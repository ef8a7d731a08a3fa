use std::io::Write;
use std::sync::Arc;
use std::sync::atomic::{AtomicBool, Ordering};

use tracing::debug;

pub mod builtins;
pub mod complete;
pub mod config;
pub mod dispatch;
pub mod editor;
pub mod error;
pub mod parser;
pub mod registry;
pub mod validate;

pub use complete::{Completion, CompletionKind};
pub use config::Config;
pub use dispatch::Outcome;
pub use error::{ParseError, RegistrationError};
pub use parser::{Mode, Word, tokenize};
pub use registry::{ArgumentKind, ArgumentSpec, CommandHandler, Registry};

/// Shared "stop after this line" flag.
///
/// Cloned into commands that end the session; the loop polls it before
/// reading each line.
#[derive(Debug, Clone, Default)]
pub struct TerminateHandle(Arc<AtomicBool>);

impl TerminateHandle {
    pub fn request(&self) {
        self.0.store(true, Ordering::Relaxed);
    }

    pub fn is_requested(&self) -> bool {
        self.0.load(Ordering::Relaxed)
    }
}

/// Anything that can answer completion requests for a line editor.
pub trait Completer {
    fn complete(&self, line: &str, cursor: usize) -> Completion;
}

/// Source of input lines.
pub trait LineEditor {
    /// Reads one line after showing `prompt`.
    ///
    /// Returns `None` at end of input.
    fn read_line(
        &mut self,
        prompt: &str,
        completer: &dyn Completer,
    ) -> anyhow::Result<Option<String>>;
}

/// The interactive shell: its commands, settings and termination flag.
pub struct Shell {
    registry: Registry,
    config: Config,
    terminate: TerminateHandle,
}

impl Shell {
    pub fn new(config: Config) -> Self {
        Self {
            registry: Registry::new(),
            config,
            terminate: TerminateHandle::default(),
        }
    }

    pub fn config(&self) -> &Config {
        &self.config
    }

    pub fn registry(&self) -> &Registry {
        &self.registry
    }

    pub fn terminate_handle(&self) -> TerminateHandle {
        self.terminate.clone()
    }

    pub fn register(
        &mut self,
        name: &str,
        specs: &[ArgumentSpec],
        handler: impl CommandHandler + 'static,
    ) -> Result<(), RegistrationError> {
        self.registry.register(name, specs, handler)
    }

    /// Runs one input line. See [`dispatch::execute`].
    pub fn execute(&self, line: &str, out: &mut dyn Write) -> Outcome {
        dispatch::execute(&self.registry, line, out)
    }

    /// Reads and executes lines until end of input, an empty line, or a
    /// termination request.
    pub fn run(&self, editor: &mut dyn LineEditor, out: &mut dyn Write) -> anyhow::Result<()> {
        while !self.terminate.is_requested() {
            let Some(line) = editor.read_line(&self.config.prompt, self)? else {
                break;
            };
            if line.trim_matches([' ', '\t']).is_empty() {
                break;
            }

            let outcome = self.execute(&line, out);
            if let Some(message) = outcome.message() {
                writeln!(out, "{message}")?;
            }
            out.flush()?;
        }
        debug!("session finished");
        Ok(())
    }
}

impl Completer for Shell {
    fn complete(&self, line: &str, cursor: usize) -> Completion {
        complete::complete(&self.registry, line, cursor)
    }
}
use std::io;
use std::rc::Rc;

use gatesh::builtins::{self, SystemLauncher};
use gatesh::editor::TermEditor;
use gatesh::{Config, Shell};
use tracing_subscriber::EnvFilter;

fn main() -> anyhow::Result<()> {
    // Silent unless RUST_LOG is set (e.g. RUST_LOG=gatesh=debug)
    tracing_subscriber::fmt()
        .with_env_filter(EnvFilter::from_default_env())
        .with_target(false)
        .with_writer(io::stderr)
        .init();

    println!("\ngatesh v{}", env!("CARGO_PKG_VERSION"));

    let config = Config::from_env();
    let mut editor = TermEditor::new(config.history_limit);
    let mut shell = Shell::new(config);
    for err in builtins::install(&mut shell, Rc::new(SystemLauncher)) {
        eprintln!("{err}");
    }

    shell.run(&mut editor, &mut io::stdout())
}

■ **PROBLEM TO SOLVE**
Among the lines above, which contain the word "name"? Copy every one.

■ **OUTPUT OF THE EXERCISE**
        name: &str,
        self.registry.register(name, specs, handler)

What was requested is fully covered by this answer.